### THE RECORDS
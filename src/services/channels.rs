use crate::{
    error::{AppError, AppResult},
    models::{
        youtube::{Channel, Page, SearchResult},
        ChannelSummary,
    },
    services::{
        non_empty,
        pagination::fetch_page,
        youtube::{QueryParams, Resource, YouTubeApi},
    },
};

/// Maximum number of channels returned by a free-text search
pub const SEARCH_RESULT_LIMIT: u32 = 25;

/// How `/api/channels` finds channels
#[derive(Debug, Clone, PartialEq, Eq)]
pub enum ChannelLookup {
    /// Resolve an `@handle` directly
    Handle(String),
    /// Free-text channel search
    Query(String),
}

impl ChannelLookup {
    /// Picks the lookup mode from the request parameters; a handle wins
    /// over a query. Empty values count as absent.
    pub fn from_params(handle: Option<String>, query: Option<String>) -> AppResult<Self> {
        if let Some(handle) = non_empty(handle) {
            return Ok(ChannelLookup::Handle(handle));
        }

        non_empty(query).map(ChannelLookup::Query).ok_or_else(|| {
            AppError::InvalidInput("Provide ?q=channel+name or ?handle=@handle".to_string())
        })
    }
}

/// Looks up channels by handle or by search query. Neither mode paginates.
pub async fn find_channels(
    api: &dyn YouTubeApi,
    lookup: &ChannelLookup,
) -> AppResult<Vec<ChannelSummary>> {
    let channels: Vec<ChannelSummary> = match lookup {
        ChannelLookup::Handle(handle) => {
            let params: QueryParams = vec![
                ("part", "snippet,statistics".to_string()),
                ("forHandle", handle.clone()),
            ];
            let page: Page<Channel> = fetch_page(api, Resource::Channels, &params).await?;
            page.items.into_iter().map(ChannelSummary::from).collect()
        }
        ChannelLookup::Query(query) => {
            let params: QueryParams = vec![
                ("part", "snippet".to_string()),
                ("q", query.clone()),
                ("type", "channel".to_string()),
                ("maxResults", SEARCH_RESULT_LIMIT.to_string()),
            ];
            let page: Page<SearchResult> = fetch_page(api, Resource::Search, &params).await?;
            page.items.into_iter().map(ChannelSummary::from).collect()
        }
    };

    tracing::info!(
        lookup = ?lookup,
        results = channels.len(),
        "Channel lookup completed"
    );

    Ok(channels)
}
pub mod channels;
pub mod pagination;
pub mod playlist_search;
pub mod playlists;
pub mod youtube;

pub use youtube::{YouTubeApi, YouTubeClient};

/// Treats an empty query parameter the same as a missing one
pub fn non_empty(value: Option<String>) -> Option<String> {
    value.filter(|v| !v.is_empty())
}
pub mod config;
pub mod error;
pub mod middleware;
pub mod models;
pub mod routes;
pub mod services;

### TASK DESCRIPTION
Write out exactly the lines above between the line with "pub const SEARCH_RESULT_LIMIT: u32 = 25;" and the line with "count as absent.", inclusive, and nothing beyond them.

### EXERCISE RESPONSE
pub const SEARCH_RESULT_LIMIT: u32 = 25;

/// How `/api/channels` finds channels
#[derive(Debug, Clone, PartialEq, Eq)]
pub enum ChannelLookup {
    /// Resolve an `@handle` directly
    Handle(String),
    /// Free-text channel search
    Query(String),
}

impl ChannelLookup {
    /// Picks the lookup mode from the request parameters; a handle wins
    /// over a query. Empty values count as absent.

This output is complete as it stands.